In the following listing, work out how many lines contain the string "plain", and state only that number.

_ _ _ _ _ _ _

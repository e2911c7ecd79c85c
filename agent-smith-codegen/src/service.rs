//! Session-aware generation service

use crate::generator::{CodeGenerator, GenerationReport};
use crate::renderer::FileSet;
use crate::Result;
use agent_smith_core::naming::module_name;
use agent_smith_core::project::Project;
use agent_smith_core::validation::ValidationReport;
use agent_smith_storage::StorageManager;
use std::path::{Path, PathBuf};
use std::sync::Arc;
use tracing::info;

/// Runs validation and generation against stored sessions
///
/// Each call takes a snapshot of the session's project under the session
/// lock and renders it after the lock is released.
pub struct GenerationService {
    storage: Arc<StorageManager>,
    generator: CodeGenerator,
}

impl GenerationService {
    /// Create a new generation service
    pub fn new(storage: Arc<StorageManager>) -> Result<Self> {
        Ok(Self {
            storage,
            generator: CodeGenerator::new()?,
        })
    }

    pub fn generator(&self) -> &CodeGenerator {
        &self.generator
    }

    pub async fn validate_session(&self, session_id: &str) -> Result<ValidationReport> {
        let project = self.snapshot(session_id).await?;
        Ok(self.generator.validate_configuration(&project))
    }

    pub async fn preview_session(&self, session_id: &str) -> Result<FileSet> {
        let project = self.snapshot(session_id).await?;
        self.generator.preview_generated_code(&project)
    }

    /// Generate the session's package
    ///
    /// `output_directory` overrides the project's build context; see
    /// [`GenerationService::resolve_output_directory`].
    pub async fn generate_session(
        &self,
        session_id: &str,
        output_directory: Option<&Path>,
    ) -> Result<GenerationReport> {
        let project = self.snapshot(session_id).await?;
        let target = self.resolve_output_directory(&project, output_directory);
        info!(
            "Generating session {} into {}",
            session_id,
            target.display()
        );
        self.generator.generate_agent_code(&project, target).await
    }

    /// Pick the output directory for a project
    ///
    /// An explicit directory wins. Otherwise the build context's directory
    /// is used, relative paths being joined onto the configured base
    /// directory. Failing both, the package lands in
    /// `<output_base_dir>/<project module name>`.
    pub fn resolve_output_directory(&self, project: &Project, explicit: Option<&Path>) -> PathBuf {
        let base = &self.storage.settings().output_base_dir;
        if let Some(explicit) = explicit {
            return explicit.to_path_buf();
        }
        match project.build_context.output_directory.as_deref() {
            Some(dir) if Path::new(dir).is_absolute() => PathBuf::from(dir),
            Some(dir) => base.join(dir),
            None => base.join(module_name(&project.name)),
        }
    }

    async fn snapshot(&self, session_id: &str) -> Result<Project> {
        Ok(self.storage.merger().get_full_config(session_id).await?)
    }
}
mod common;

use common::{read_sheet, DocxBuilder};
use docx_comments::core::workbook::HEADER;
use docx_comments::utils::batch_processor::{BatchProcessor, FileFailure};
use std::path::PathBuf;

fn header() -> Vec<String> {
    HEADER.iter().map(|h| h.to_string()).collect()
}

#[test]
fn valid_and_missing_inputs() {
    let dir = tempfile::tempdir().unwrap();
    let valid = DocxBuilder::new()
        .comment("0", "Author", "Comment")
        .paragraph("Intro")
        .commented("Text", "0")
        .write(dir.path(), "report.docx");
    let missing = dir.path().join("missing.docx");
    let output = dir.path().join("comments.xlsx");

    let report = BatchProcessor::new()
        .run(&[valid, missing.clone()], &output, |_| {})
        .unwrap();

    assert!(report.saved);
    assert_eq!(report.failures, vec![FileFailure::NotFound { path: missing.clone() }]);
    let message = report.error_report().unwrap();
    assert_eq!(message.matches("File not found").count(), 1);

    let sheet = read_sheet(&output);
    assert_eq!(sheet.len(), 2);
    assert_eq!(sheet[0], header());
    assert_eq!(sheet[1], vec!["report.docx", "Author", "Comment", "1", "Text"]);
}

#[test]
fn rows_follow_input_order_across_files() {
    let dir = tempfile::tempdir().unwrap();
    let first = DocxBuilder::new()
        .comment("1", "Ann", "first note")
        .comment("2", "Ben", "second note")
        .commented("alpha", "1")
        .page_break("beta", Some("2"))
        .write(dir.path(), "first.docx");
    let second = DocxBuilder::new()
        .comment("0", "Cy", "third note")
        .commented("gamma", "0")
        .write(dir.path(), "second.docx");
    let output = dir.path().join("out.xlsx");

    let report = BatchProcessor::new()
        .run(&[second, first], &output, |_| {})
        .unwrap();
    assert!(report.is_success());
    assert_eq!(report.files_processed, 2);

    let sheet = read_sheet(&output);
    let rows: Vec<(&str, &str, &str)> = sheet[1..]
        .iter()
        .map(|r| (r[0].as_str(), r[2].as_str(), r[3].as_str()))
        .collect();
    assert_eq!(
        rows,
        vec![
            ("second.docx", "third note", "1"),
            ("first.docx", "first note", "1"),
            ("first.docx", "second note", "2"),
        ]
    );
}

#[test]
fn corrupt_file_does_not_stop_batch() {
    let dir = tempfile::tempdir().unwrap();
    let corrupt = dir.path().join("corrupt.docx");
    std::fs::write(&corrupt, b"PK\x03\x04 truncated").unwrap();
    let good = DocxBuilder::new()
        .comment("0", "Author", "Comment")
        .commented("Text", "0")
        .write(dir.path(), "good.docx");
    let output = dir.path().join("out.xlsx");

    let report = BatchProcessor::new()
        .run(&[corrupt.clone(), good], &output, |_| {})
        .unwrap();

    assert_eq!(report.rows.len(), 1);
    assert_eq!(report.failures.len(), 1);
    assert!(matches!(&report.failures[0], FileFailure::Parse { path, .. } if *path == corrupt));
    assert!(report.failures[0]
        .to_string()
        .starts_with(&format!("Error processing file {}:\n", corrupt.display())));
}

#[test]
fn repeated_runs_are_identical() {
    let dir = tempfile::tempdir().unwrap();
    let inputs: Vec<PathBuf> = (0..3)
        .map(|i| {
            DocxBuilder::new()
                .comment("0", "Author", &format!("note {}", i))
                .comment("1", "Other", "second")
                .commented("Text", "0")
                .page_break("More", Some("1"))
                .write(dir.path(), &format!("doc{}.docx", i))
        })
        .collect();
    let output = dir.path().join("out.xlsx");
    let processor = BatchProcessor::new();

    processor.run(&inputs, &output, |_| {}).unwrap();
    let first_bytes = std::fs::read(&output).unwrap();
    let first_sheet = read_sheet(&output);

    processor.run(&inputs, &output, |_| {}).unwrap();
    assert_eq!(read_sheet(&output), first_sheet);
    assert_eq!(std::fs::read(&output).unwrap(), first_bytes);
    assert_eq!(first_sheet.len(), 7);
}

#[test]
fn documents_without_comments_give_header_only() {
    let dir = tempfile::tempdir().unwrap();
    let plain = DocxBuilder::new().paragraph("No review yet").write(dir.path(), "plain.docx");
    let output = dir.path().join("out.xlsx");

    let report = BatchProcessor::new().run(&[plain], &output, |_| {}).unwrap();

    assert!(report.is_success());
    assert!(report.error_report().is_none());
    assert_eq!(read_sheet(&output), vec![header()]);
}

_ _ _ _ _ _ _

* _Response box_
2